Working with Jason Crawford, a professor at Yale University, Gruber focused on two species of sharks, the swell and the chain. They noticed that their skin had two tones, light and dark, and extracted chemicals from the two skin types. They found a type of fluorescent molecule that was only present in the light skin.

“The exciting part of this study is the description of an entirely new form of marine biofluorescence from sharks–one that is based on brominated tryptophan-kynurenine small-molecule metabolites,” Gruber said.

 These types of small-molecule metabolites are known to be fluorescent and activate pathways similar to those that, in other vertebrates, play a role in the central nervous system and immune system. But in the sharks, the molecule variants account for the biophysical and spectral properties of their lighter skin.

“It’s a completely different system for them to see each other that other animals cannot necessarily tap into. They have a completely different view of the world that they’re in because of these biofluorescent properties that their skin exhibits and that their eyes can detect,” Crawford says. “Imagine if I were bright green, but only you could see me as being bright green, but others could not.”

The molecules also serve multiple other purposes, including to help the sharks identify each other in the ocean and potentially provide protection against microbial infections, the researchers found.

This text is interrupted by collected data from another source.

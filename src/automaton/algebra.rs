use tracing::debug;

use crate::automaton::NameSource;
use crate::prelude::*;

/// Copies the states and transitions of `source` into the arena under construction,
/// renaming every state freshly. The initial and final markers survive only where the
/// flags say so. Returns the index offset at which the copy begins.
fn splice(
    states: &mut Vec<State>,
    transitions: &mut Vec<Transition>,
    names: &mut NameSource,
    source: &Automaton,
    keep_initial: bool,
    keep_final: bool,
) -> usize {
    let offset = states.len();
    for q in source.states() {
        states.push(State::new(
            names.fresh(),
            keep_initial && source.is_initial(q),
            keep_final && source.is_final(q),
        ));
    }
    for t in source.transitions() {
        transitions.push(Transition::new(
            t.source() + offset,
            t.target() + offset,
            t.symbol(),
        ));
    }
    offset
}

/// The boolean algebra of languages: union, intersection, complement, difference and
/// the remaining regular operators.
impl Automaton {
    /// Makes the transition function total by adding a rejecting sink state named
    /// `qbottom`. For every state and every character of the universe alphabet that
    /// the state cannot read, a transition into the sink is added, and the sink
    /// loops on the whole universe. The accepted language does not change.
    pub fn totalize(&self) -> Automaton {
        let mut result = self.clone();
        let sink = result.push_state(State::new("qbottom", false, false));
        for chr in alphabet::universe() {
            result.insert_transition(Transition::on_char(sink, sink, chr));
        }
        for q in self.states() {
            let covered: OrderedSet<char> = self
                .outgoing_from(q)
                .iter()
                .filter_map(|t| t.symbol().as_char())
                .collect();
            for chr in alphabet::universe() {
                if !covered.contains(&chr) {
                    result.insert_transition(Transition::on_char(q, sink, chr));
                }
            }
        }
        result
    }

    /// Complements this automaton with respect to the universe alphabet. The input
    /// is determinized if necessary, then totalized, then every acceptance verdict
    /// is flipped. The result is minimal.
    pub fn complement(&self) -> Automaton {
        let det = if self.is_deterministic() {
            self.clone()
        } else {
            debug!("complementing a nondeterministic automaton, determinizing first");
            self.determinize()
        };
        let mut result = det.totalize();
        for q in result.states() {
            let accepting = result.is_final(q);
            result.set_final(q, !accepting);
        }
        result.minimize();
        result
    }

    /// Builds the union of the two languages. A fresh initial state is connected by
    /// ε transitions to the initial states of (copies of) both operands, whose own
    /// initial markers are dropped. The result is minimal.
    pub fn union(&self, other: &Automaton) -> Automaton {
        let mut names = NameSource::new("q");
        let mut states = Vec::new();
        let mut transitions = Vec::new();
        states.push(State::new(names.fresh(), true, false));
        let left = splice(&mut states, &mut transitions, &mut names, self, false, true);
        let right = splice(&mut states, &mut transitions, &mut names, other, false, true);
        for q in self.initial_states() {
            transitions.push(Transition::epsilon(0, left + q));
        }
        for q in other.initial_states() {
            transitions.push(Transition::epsilon(0, right + q));
        }
        let mut result = Automaton::from_parts(states, transitions);
        result.minimize();
        result
    }

    /// Builds the concatenation of the two languages. The final states of the first
    /// operand lose their acceptance and are connected by ε transitions to the
    /// initial states of the second. The result is minimal.
    pub fn concat(&self, other: &Automaton) -> Automaton {
        let mut names = NameSource::new("q");
        let mut states = Vec::new();
        let mut transitions = Vec::new();
        let left = splice(&mut states, &mut transitions, &mut names, self, true, false);
        let right = splice(&mut states, &mut transitions, &mut names, other, false, true);
        for f in self.final_states() {
            for i in other.initial_states() {
                transitions.push(Transition::epsilon(left + f, right + i));
            }
        }
        let mut result = Automaton::from_parts(states, transitions);
        result.minimize();
        result
    }

    /// Builds the intersection of the two languages through De Morgan's law, the
    /// complement of the union of the complements.
    pub fn intersection(&self, other: &Automaton) -> Automaton {
        self.complement().union(&other.complement()).complement()
    }

    /// Builds the difference of the two languages, all words of `self` that `other`
    /// does not accept.
    pub fn minus(&self, other: &Automaton) -> Automaton {
        let mut result = self.intersection(&other.complement());
        result.minimize();
        result
    }

    /// Builds the Kleene closure of this language. A fresh state is both initial and
    /// final, ε transitions connect it to the initial states of a copy of `self` and
    /// lead from every final state back to the initial ones. The result is minimal.
    pub fn star(&self) -> Automaton {
        let mut names = NameSource::new("q");
        let mut states = Vec::new();
        let mut transitions = Vec::new();
        states.push(State::new(names.fresh(), true, true));
        let offset = splice(&mut states, &mut transitions, &mut names, self, false, true);
        for i in self.initial_states() {
            transitions.push(Transition::epsilon(0, offset + i));
        }
        for f in self.final_states() {
            for i in self.initial_states() {
                transitions.push(Transition::epsilon(offset + f, offset + i));
            }
        }
        let mut result = Automaton::from_parts(states, transitions);
        result.minimize();
        result
    }

    /// Reverses this automaton in place, so that it accepts the mirror image of
    /// every previously accepted word. All transitions are flipped, a fresh initial
    /// state named `init` is connected by ε transitions to the old final states, and
    /// the old initial states become the final ones.
    pub fn reverse(&mut self) {
        let old_initials = self.initial_states();
        let old_finals = self.final_states();
        let mut transitions: Vec<Transition> = self
            .transitions()
            .map(|t| Transition::new(t.target(), t.source(), t.symbol()))
            .collect();
        let init = self.push_state(State::new("init", true, false));
        for q in &old_finals {
            self.set_final(*q, false);
            transitions.push(Transition::epsilon(init, *q));
        }
        for q in &old_initials {
            self.set_final(*q, true);
            self.set_initial(*q, false);
        }
        self.replace_transitions(transitions);
    }

    /// Returns true if this automaton accepts no word at all.
    pub fn is_empty_language(&self) -> bool {
        let mut minimized = self.clone();
        minimized.minimize();
        minimized.final_states().is_empty()
    }

    /// Returns true if every word of `self` is also accepted by `other`.
    pub fn included_in(&self, other: &Automaton) -> bool {
        self.intersection(&other.complement()).is_empty_language()
    }

    /// Decides language equality by checking inclusion in both directions.
    pub fn equivalent(&self, other: &Automaton) -> bool {
        self.included_in(other) && other.included_in(self)
    }

    /// Folds a collection of automata into the union of their languages. Returns
    /// `None` if the collection is empty.
    pub fn union_all(automata: impl IntoIterator<Item = Automaton>) -> Option<Automaton> {
        automata.into_iter().reduce(|acc, next| acc.union(&next))
    }

    /// Folds a collection of automata into the intersection of their languages.
    /// Returns `None` if the collection is empty.
    pub fn intersection_all(automata: impl IntoIterator<Item = Automaton>) -> Option<Automaton> {
        automata.into_iter().reduce(|acc, next| acc.intersection(&next))
    }

    /// Folds a collection of automata into the concatenation of their languages, in
    /// iteration order. Returns `None` if the collection is empty.
    pub fn concat_all(automata: impl IntoIterator<Item = Automaton>) -> Option<Automaton> {
        automata.into_iter().reduce(|acc, next| acc.concat(&next))
    }

    /// Folds a collection of automata by subtracting each further language from the
    /// first one, in iteration order. Returns `None` if the collection is empty.
    pub fn minus_all(automata: impl IntoIterator<Item = Automaton>) -> Option<Automaton> {
        automata.into_iter().reduce(|acc, next| acc.minus(&next))
    }
}

#[cfg(test)]
mod tests {
    use crate::prelude::*;

    #[test]
    fn totalization_covers_the_whole_universe() {
        let total = Automaton::from_word("ab").totalize();
        for q in total.states() {
            let covered: OrderedSet<char> = total
                .outgoing_from(q)
                .iter()
                .filter_map(|t| t.symbol().as_char())
                .collect();
            assert_eq!(covered.len(), alphabet::universe_len());
        }
        assert!(total.run("ab"));
        assert!(!total.run("ax"));
    }

    #[test]
    fn union_accepts_both_operands() {
        let union = Automaton::from_word("a").union(&Automaton::from_word("b"));
        assert!(union.run("a"));
        assert!(union.run("b"));
        assert!(!union.run(""));
        assert!(!union.run("ab"));
        assert_eq!(union.size(), 2);
    }

    #[test]
    fn concatenation_glues_words_together() {
        let concat = Automaton::from_word("ab").concat(&Automaton::from_word("cd"));
        assert!(concat.run("abcd"));
        assert!(!concat.run("ab"));
        assert!(!concat.run("cd"));
        assert!(!concat.run("abdc"));
    }

    #[test]
    fn concatenation_with_the_empty_word_is_neutral() {
        let word = Automaton::from_word("xy");
        let concat = word.concat(&Automaton::empty_string());
        assert!(concat.equivalent(&word));
    }

    #[test_log::test]
    fn complementation_flips_membership() {
        let complement = Automaton::from_word("a").complement();
        assert!(!complement.run("a"));
        assert!(complement.run(""));
        assert!(complement.run("b"));
        assert!(complement.run("aa"));
    }

    #[test]
    fn complementation_is_an_involution() {
        let automaton = Automaton::from_word("a").union(&Automaton::from_word("bc"));
        assert!(automaton.complement().complement().equivalent(&automaton));
    }

    #[test]
    fn de_morgan_holds() {
        let left = Automaton::from_word("a");
        let right = Automaton::from_word("b");
        let via_union = left.union(&right).complement();
        let via_intersection = left.complement().intersection(&right.complement());
        assert!(via_union.equivalent(&via_intersection));
    }

    #[test]
    fn intersection_keeps_the_overlap() {
        let left = Automaton::from_word("a").union(&Automaton::from_word("b"));
        let right = Automaton::from_word("b").union(&Automaton::from_word("c"));
        let overlap = left.intersection(&right);
        assert!(overlap.equivalent(&Automaton::from_word("b")));
    }

    #[test]
    fn difference_removes_words() {
        let both = Automaton::from_word("a").union(&Automaton::from_word("b"));
        let minus = both.minus(&Automaton::from_word("a"));
        assert!(minus.equivalent(&Automaton::from_word("b")));
    }

    #[test]
    fn kleene_closure_iterates_the_language() {
        let star = Automaton::from_word("ab").star();
        assert!(star.run(""));
        assert!(star.run("ab"));
        assert!(star.run("abab"));
        assert!(!star.run("aba"));
        assert_eq!(star.size(), 2);
    }

    #[test]
    fn reversal_mirrors_words() {
        let mut automaton = Automaton::from_word("abc");
        automaton.reverse();
        assert!(automaton.run("cba"));
        assert!(!automaton.run("abc"));
    }

    #[test]
    fn emptiness_check() {
        assert!(Automaton::empty_language().is_empty_language());
        assert!(!Automaton::empty_string().is_empty_language());
        assert!(!Automaton::from_word("a").is_empty_language());
        let disjoint = Automaton::from_word("a").intersection(&Automaton::from_word("b"));
        assert!(disjoint.is_empty_language());
    }

    #[test]
    fn inclusion_is_a_partial_order() {
        let word = Automaton::from_word("ab");
        let star = Automaton::from_word("ab").star();
        assert!(word.included_in(&star));
        assert!(!star.included_in(&word));
        assert!(word.included_in(&word));
    }

    #[test]
    fn equivalence_ignores_the_shape() {
        let doubled = Automaton::from_word("a").union(&Automaton::from_word("a"));
        assert!(doubled.equivalent(&Automaton::from_word("a")));
        assert!(!doubled.equivalent(&Automaton::from_word("b")));
    }

    #[test]
    fn folds_over_collections() {
        let union = Automaton::union_all(["x", "y", "z"].map(Automaton::from_word)).unwrap();
        assert!(union.run("x") && union.run("y") && union.run("z"));
        let concat = Automaton::concat_all(["ab", "c"].map(Automaton::from_word)).unwrap();
        assert!(concat.run("abc"));
        let same = Automaton::intersection_all([
            Automaton::from_word("k").union(&Automaton::from_word("l")),
            Automaton::from_word("k").union(&Automaton::from_word("m")),
        ])
        .unwrap();
        assert!(same.equivalent(&Automaton::from_word("k")));
        let rest = Automaton::minus_all([
            Automaton::union_all(["x", "y", "z"].map(Automaton::from_word)).unwrap(),
            Automaton::from_word("y"),
            Automaton::from_word("z"),
        ])
        .unwrap();
        assert!(rest.equivalent(&Automaton::from_word("x")));
        assert!(Automaton::union_all([]).is_none());
    }
}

While the study focused on two biofluorescent shark species, Gruber and Crawford hope to more broadly explore the bioluminescent and biofluorescent properties of marine animals, which can ultimately lead to the development of new imaging techniques.

“If you can harness the abilities that marine animals have to make light, you can generate molecular systems for imaging in the lab or in medicine. Imaging is an incredibly important biomedical objective that these types of systems could help to propel into the future,” Crawford said.